Maeve and Ornetta had just fled south from the hovering menace of Hollywood Boulevard, and Maeve was now driving east across LA on Beverly, one of her dad's many shortcuts she was trying to fix in her memory. She figured his knowledge of LA lore and LA inside info might be her only tangible patrimony, but she didn't really mind. Beverly was a broad avenue that stayed mainly residential until you got near downtown.

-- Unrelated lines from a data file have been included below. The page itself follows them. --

//! Simulated account ledger.
//!
//! Cash moves with every fill: a buy debits notional plus commission, a
//! sell credits notional minus commission. Each symbol has one aggregate
//! signed position whose entry price is the weighted average of same-side
//! fills. Opposite-side fills realize PnL on the closed part and, when they
//! exceed the position, open the remainder at the fill price.
//!
//! Equity is `cash + Σ signed_qty × close`, sampled once per bar.

use bfut_core::{OrderSide, OrderType, Price, Size};
use rust_decimal::Decimal;
use serde::Serialize;
use std::collections::BTreeMap;

/// Aggregate position in one symbol.
#[derive(Debug, Clone, Copy, Default, PartialEq, Eq, Serialize)]
pub struct LedgerPosition {
    /// Signed quantity (negative = short).
    pub qty: Decimal,
    pub entry_price: Decimal,
}

impl LedgerPosition {
    pub fn is_flat(&self) -> bool {
        self.qty.is_zero()
    }
}

/// One simulated fill as it appears in the report.
#[derive(Debug, Clone, PartialEq, Eq, Serialize)]
pub struct TradeRecord {
    pub bar: usize,
    pub time: i64,
    pub symbol: String,
    pub side: OrderSide,
    pub order_type: OrderType,
    pub price: Price,
    pub qty: Size,
    pub commission: Decimal,
    /// PnL realized by the closing part of this fill, `None` for pure
    /// opening fills.
    pub realized_pnl: Option<Decimal>,
    pub cash_after: Decimal,
}

#[derive(Debug, Clone, Copy, PartialEq, Eq, Serialize)]
pub struct EquityPoint {
    pub time: i64,
    pub equity: Decimal,
}

/// Fill input to [`Ledger::apply_fill`].
#[derive(Debug, Clone)]
pub struct Fill<'a> {
    pub bar: usize,
    pub time: i64,
    pub symbol: &'a str,
    pub side: OrderSide,
    pub order_type: OrderType,
    pub price: Price,
    pub qty: Size,
}

#[derive(Debug, Clone)]
pub struct Ledger {
    starting_cash: Decimal,
    cash: Decimal,
    commission_rate: Decimal,
    positions: BTreeMap<String, LedgerPosition>,
    total_commission: Decimal,
    trades: Vec<TradeRecord>,
    equity_curve: Vec<EquityPoint>,
    peak: Decimal,
    max_drawdown: Decimal,
    max_drawdown_pct: Decimal,
}

impl Ledger {
    pub fn new(starting_cash: Decimal, commission_rate: Decimal) -> Self {
        Self {
            starting_cash,
            cash: starting_cash,
            commission_rate,
            positions: BTreeMap::new(),
            total_commission: Decimal::ZERO,
            trades: Vec::new(),
            equity_curve: Vec::new(),
            peak: starting_cash,
            max_drawdown: Decimal::ZERO,
            max_drawdown_pct: Decimal::ZERO,
        }
    }

    pub fn starting_cash(&self) -> Decimal {
        self.starting_cash
    }

    pub fn cash(&self) -> Decimal {
        self.cash
    }

    pub fn total_commission(&self) -> Decimal {
        self.total_commission
    }

    pub fn position(&self, symbol: &str) -> LedgerPosition {
        self.positions.get(symbol).copied().unwrap_or_default()
    }

    pub fn positions(&self) -> &BTreeMap<String, LedgerPosition> {
        &self.positions
    }

    pub fn trades(&self) -> &[TradeRecord] {
        &self.trades
    }

    pub fn equity_curve(&self) -> &[EquityPoint] {
        &self.equity_curve
    }

    pub fn max_drawdown(&self) -> Decimal {
        self.max_drawdown
    }

    /// Largest drawdown as a percentage of the peak it fell from.
    pub fn max_drawdown_pct(&self) -> Decimal {
        self.max_drawdown_pct
    }

    pub fn apply_fill(&mut self, fill: Fill<'_>) -> &TradeRecord {
        let qty = fill.qty.inner().abs();
        let price = fill.price.inner();
        let notional = qty * price;
        let commission = notional * self.commission_rate;

        match fill.side {
            OrderSide::Buy => self.cash -= notional + commission,
            OrderSide::Sell => self.cash += notional - commission,
        }
        self.total_commission += commission;

        let signed = match fill.side {
            OrderSide::Buy => qty,
            OrderSide::Sell => -qty,
        };
        let position = self.positions.entry(fill.symbol.to_string()).or_default();
        let realized_pnl = apply_to_position(position, signed, price);
        if position.is_flat() {
            self.positions.remove(fill.symbol);
        }

        self.trades.push(TradeRecord {
            bar: fill.bar,
            time: fill.time,
            symbol: fill.symbol.to_string(),
            side: fill.side,
            order_type: fill.order_type,
            price: fill.price,
            qty: Size::new(qty),
            commission,
            realized_pnl,
            cash_after: self.cash,
        });
        // Just pushed.
        &self.trades[self.trades.len() - 1]
    }

    pub fn equity(&self, closes: &BTreeMap<String, Price>) -> Decimal {
        self.positions
            .iter()
            .fold(self.cash, |equity, (symbol, position)| {
                let mark = closes
                    .get(symbol)
                    .map_or(position.entry_price, |p| p.inner());
                equity + position.qty * mark
            })
    }

    /// Append an equity point without marking positions (the initial point
    /// before the first bar).
    pub fn record_initial(&mut self, time: i64) {
        let equity = self.cash;
        self.push_point(time, equity);
    }

    /// Sample equity at the bar close and update drawdown.
    pub fn mark(&mut self, time: i64, closes: &BTreeMap<String, Price>) -> Decimal {
        let equity = self.equity(closes);
        self.push_point(time, equity);
        equity
    }

    fn push_point(&mut self, time: i64, equity: Decimal) {
        self.equity_curve.push(EquityPoint { time, equity });
        if equity > self.peak {
            self.peak = equity;
        }
        let drawdown = self.peak - equity;
        if drawdown > self.max_drawdown {
            self.max_drawdown = drawdown;
            if self.peak > Decimal::ZERO {
                self.max_drawdown_pct = drawdown / self.peak * Decimal::ONE_HUNDRED;
            }
        }
    }
}

/// Apply a signed fill to a position. Returns realized PnL when part of
/// the position was closed.
fn apply_to_position(
    position: &mut LedgerPosition,
    signed: Decimal,
    price: Decimal,
) -> Option<Decimal> {
    let current = position.qty;
    if current.is_zero() || current.is_sign_positive() == signed.is_sign_positive() {
        let total = current.abs() + signed.abs();
        position.entry_price =
            (current.abs() * position.entry_price + signed.abs() * price) / total;
        position.qty = current + signed;
        return None;
    }

    let closed = current.abs().min(signed.abs());
    let direction = if current.is_sign_positive() {
        Decimal::ONE
    } else {
        Decimal::NEGATIVE_ONE
    };
    let realized = (price - position.entry_price) * closed * direction;
    position.qty = current + signed;
    if position.qty.is_zero() {
        position.entry_price = Decimal::ZERO;
    } else if position.qty.is_sign_positive() != current.is_sign_positive() {
        // Flipped: the remainder opens at the fill price.
        position.entry_price = price;
    }
    Some(realized)
}

#[cfg(test)]
mod tests {
    use super::*;
    use rust_decimal_macros::dec;

    fn fill(side: OrderSide, qty: Decimal, price: Decimal) -> Fill<'static> {
        Fill {
            bar: 0,
            time: 0,
            symbol: "BTCUSDT",
            side,
            order_type: OrderType::Market,
            price: Price::new(price),
            qty: Size::new(qty),
        }
    }

    fn closes(price: Decimal) -> BTreeMap<String, Price> {
        BTreeMap::from([("BTCUSDT".to_string(), Price::new(price))])
    }

    #[test]
    fn test_market_buy_cash() {
        let mut ledger = Ledger::new(dec!(10000), dec!(0.0004));
        let trade = ledger.apply_fill(fill(OrderSide::Buy, dec!(0.01), dec!(20000)));
        assert_eq!(trade.commission, dec!(0.08));
        assert_eq!(trade.realized_pnl, None);
        assert_eq!(ledger.cash(), dec!(9799.92));
        assert_eq!(ledger.position("BTCUSDT").qty, dec!(0.01));
        // Equity marks the position back in.
        assert_eq!(ledger.equity(&closes(dec!(20000))), dec!(9999.92));
    }

    #[test]
    fn test_same_side_adds_average_entry() {
        let mut ledger = Ledger::new(dec!(10000), dec!(0));
        ledger.apply_fill(fill(OrderSide::Buy, dec!(1), dec!(100)));
        ledger.apply_fill(fill(OrderSide::Buy, dec!(3), dec!(120)));
        let position = ledger.position("BTCUSDT");
        assert_eq!(position.qty, dec!(4));
        assert_eq!(position.entry_price, dec!(115));
    }

    #[test]
    fn test_partial_reduce_keeps_entry() {
        let mut ledger = Ledger::new(dec!(10000), dec!(0));
        ledger.apply_fill(fill(OrderSide::Sell, dec!(2), dec!(100)));
        let trade = ledger.apply_fill(fill(OrderSide::Buy, dec!(0.5), dec!(90)));
        assert_eq!(trade.realized_pnl, Some(dec!(5)));
        let position = ledger.position("BTCUSDT");
        assert_eq!(position.qty, dec!(-1.5));
        assert_eq!(position.entry_price, dec!(100));
    }

    #[test]
    fn test_flip_realizes_then_reopens_at_fill() {
        let mut ledger = Ledger::new(dec!(10000), dec!(0));
        ledger.apply_fill(fill(OrderSide::Buy, dec!(1), dec!(100)));
        let trade = ledger.apply_fill(fill(OrderSide::Sell, dec!(3), dec!(110)));
        assert_eq!(trade.realized_pnl, Some(dec!(10)));
        let position = ledger.position("BTCUSDT");
        assert_eq!(position.qty, dec!(-2));
        assert_eq!(position.entry_price, dec!(110));
        // Cash: -100 + 330.
        assert_eq!(ledger.cash(), dec!(10230));
        assert_eq!(ledger.equity(&closes(dec!(110))), dec!(10010));
    }

    #[test]
    fn test_close_removes_position() {
        let mut ledger = Ledger::new(dec!(10000), dec!(0));
        ledger.apply_fill(fill(OrderSide::Buy, dec!(1), dec!(100)));
        let trade = ledger.apply_fill(fill(OrderSide::Sell, dec!(1), dec!(95)));
        assert_eq!(trade.realized_pnl, Some(dec!(-5)));
        assert!(ledger.positions().is_empty());
        assert_eq!(ledger.cash(), dec!(9995));
    }

    #[test]
    fn test_drawdown_from_running_peak() {
        let mut ledger = Ledger::new(dec!(1000), dec!(0));
        ledger.record_initial(0);
        ledger.apply_fill(fill(OrderSide::Buy, dec!(1), dec!(100)));
        for (t, close) in [(1, dec!(150)), (2, dec!(120)), (3, dec!(160)), (4, dec!(130))] {
            ledger.mark(t, &closes(close));
        }
        // Peak 1060 at t=3, trough 1030 after it; the earlier 1050 -> 1020 is also 30.
        assert_eq!(ledger.max_drawdown(), dec!(30));
        let pct = ledger.max_drawdown_pct().round_dp(4);
        assert_eq!(pct, dec!(2.8571));
        assert_eq!(ledger.equity_curve().len(), 5);
        assert_eq!(ledger.equity_curve()[0].equity, dec!(1000));
    }
}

With half her mind, she noticed how nice some of the old houses were and realized that Rebecca's ritzy school was around here somewhere.

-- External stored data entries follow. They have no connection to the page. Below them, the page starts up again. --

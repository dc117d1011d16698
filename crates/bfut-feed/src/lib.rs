//! Typed market and account data for bfut.
//!
//! Decodes venue stream frames into typed events and fans them out to
//! subscribers keyed by channel, sharing one venue stream per channel.

pub mod error;
pub mod hub;
pub mod parser;

pub use error::{FeedError, FeedResult};
pub use hub::{
    DataHub, HandlerError, HandlerResult, MarketHandler, Subscription, SubscriptionToken,
    UserDataHandler,
};
pub use parser::{MessageParser, ParseStats};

A skinny old man with big wooden wings on his bicycle was pedaling hard ahead of them, leaning into it to tow a homemade fine-mesh chicken-wire trailer chock-full of what looked like old eyeglasses. As she passed she could see that that was exactly what he was transporting. Could he be taking them to a swap meet? One point to me, Dad, she thought.

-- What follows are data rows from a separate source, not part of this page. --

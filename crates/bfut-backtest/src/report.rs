//! Backtest summary.

use crate::exchange::SimOrder;
use crate::ledger::{EquityPoint, Ledger, TradeRecord};
use rust_decimal::Decimal;
use serde::Serialize;

#[derive(Debug, Clone, PartialEq, Eq, Serialize)]
pub struct BacktestReport {
    pub symbol: String,
    pub bars: usize,
    pub starting_cash: Decimal,
    pub final_cash: Decimal,
    pub final_equity: Decimal,
    pub total_pnl: Decimal,
    pub return_pct: Decimal,
    /// Fills that closed some position.
    pub trade_count: usize,
    pub wins: usize,
    pub losses: usize,
    pub win_rate: Decimal,
    pub max_drawdown: Decimal,
    pub max_drawdown_pct: Decimal,
    pub total_commission: Decimal,
    /// Strategy handlers that returned an error or panicked.
    pub dispatch_failures: usize,
    pub trades: Vec<TradeRecord>,
    pub orders: Vec<SimOrder>,
    pub equity_curve: Vec<EquityPoint>,
}

impl BacktestReport {
    pub fn build(
        symbol: &str,
        bars: usize,
        ledger: &Ledger,
        orders: Vec<SimOrder>,
        dispatch_failures: usize,
    ) -> Self {
        let starting_cash = ledger.starting_cash();
        let final_equity = ledger
            .equity_curve()
            .last()
            .map_or(ledger.cash(), |point| point.equity);
        let total_pnl = final_equity - starting_cash;
        let return_pct = if starting_cash.is_zero() {
            Decimal::ZERO
        } else {
            total_pnl / starting_cash * Decimal::ONE_HUNDRED
        };

        let closing: Vec<Decimal> = ledger
            .trades()
            .iter()
            .filter_map(|t| t.realized_pnl)
            .collect();
        let wins = closing.iter().filter(|pnl| **pnl > Decimal::ZERO).count();
        let losses = closing.iter().filter(|pnl| **pnl < Decimal::ZERO).count();
        let win_rate = if closing.is_empty() {
            Decimal::ZERO
        } else {
            Decimal::from(wins) / Decimal::from(closing.len()) * Decimal::ONE_HUNDRED
        };

        Self {
            symbol: symbol.to_string(),
            bars,
            starting_cash,
            final_cash: ledger.cash(),
            final_equity,
            total_pnl,
            return_pct,
            trade_count: closing.len(),
            wins,
            losses,
            win_rate,
            max_drawdown: ledger.max_drawdown(),
            max_drawdown_pct: ledger.max_drawdown_pct(),
            total_commission: ledger.total_commission(),
            dispatch_failures,
            trades: ledger.trades().to_vec(),
            orders,
            equity_curve: ledger.equity_curve().to_vec(),
        }
    }
}

#[cfg(test)]
mod tests {
    use super::*;
    use crate::ledger::Fill;
    use bfut_core::{OrderSide, OrderType, Price, Size};
    use rust_decimal_macros::dec;
    use std::collections::BTreeMap;

    fn trade(ledger: &mut Ledger, side: OrderSide, price: Decimal) {
        ledger.apply_fill(Fill {
            bar: 0,
            time: 0,
            symbol: "BTCUSDT",
            side,
            order_type: OrderType::Market,
            price: Price::new(price),
            qty: Size::new(dec!(1)),
        });
    }

    #[test]
    fn test_counts_only_closing_fills() {
        let mut ledger = Ledger::new(dec!(1000), dec!(0));
        ledger.record_initial(0);
        trade(&mut ledger, OrderSide::Buy, dec!(100));
        trade(&mut ledger, OrderSide::Sell, dec!(110));
        trade(&mut ledger, OrderSide::Sell, dec!(110));
        trade(&mut ledger, OrderSide::Buy, dec!(115));
        ledger.mark(1, &BTreeMap::new());

        let report = BacktestReport::build("BTCUSDT", 1, &ledger, Vec::new(), 0);
        assert_eq!(report.trade_count, 2);
        assert_eq!(report.wins, 1);
        assert_eq!(report.losses, 1);
        assert_eq!(report.win_rate, dec!(50));
        assert_eq!(report.final_equity, dec!(1005));
        assert_eq!(report.total_pnl, dec!(5));
        assert_eq!(report.return_pct, dec!(0.5));
        assert_eq!(report.trades.len(), 4);
    }

    #[test]
    fn test_empty_run() {
        let ledger = Ledger::new(dec!(1000), dec!(0.0004));
        let report = BacktestReport::build("BTCUSDT", 0, &ledger, Vec::new(), 0);
        assert_eq!(report.final_equity, dec!(1000));
        assert_eq!(report.win_rate, dec!(0));
        assert_eq!(report.trade_count, 0);
    }
}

They left the big houses behind and now were passing shops with hand-lettered Spanish signs and then Korean minimalls as they neared downtown. Where the street split, she decided to go up Silverlake and then take Sunset across downtown. It would keep her north of the worst traffic, and then become the renamed Cesar Chavez Avenue, which seemed fitting for a grand entrance to East LA.

They passed north of downtown LA, right between the abandoned Terminal Annex, which had once been the central post office, and the beautiful arcaded bulk of Union Station. Her father had brought her here several times to drink in the history of the last of America's great train stations, a mix of mission and Art Deco style filled with colorful tile and wrought iron and all that sad ambience of would-be movie stars lugging suitcase up the long, tiled halls on their first arrival into the town of dreams.

Maeve was beginning to worry about which street El Mercado was on. She was pretty sure it wasn't Chavez, which she knew had been called Brooklyn Avenue until recently, from the days when the whole area of Boyle Heights had been Jewish. She thought El Mercado was on First, but wasn't sure and decided it was best to continue on Chavez until she got deep into East LA and then she could circle back on First. If she didn't apologize for it, Ornetta might not even notice she was circling around lamely.

Dec 20 AM

He's coming. I know it. This hunter of children, of men. I feel I must prepare in new ways. He and the policeman were on my island today. They sat and looked back to where your fishing village used to thrive, and they talked for a long time. I sense him drawing the bow against me.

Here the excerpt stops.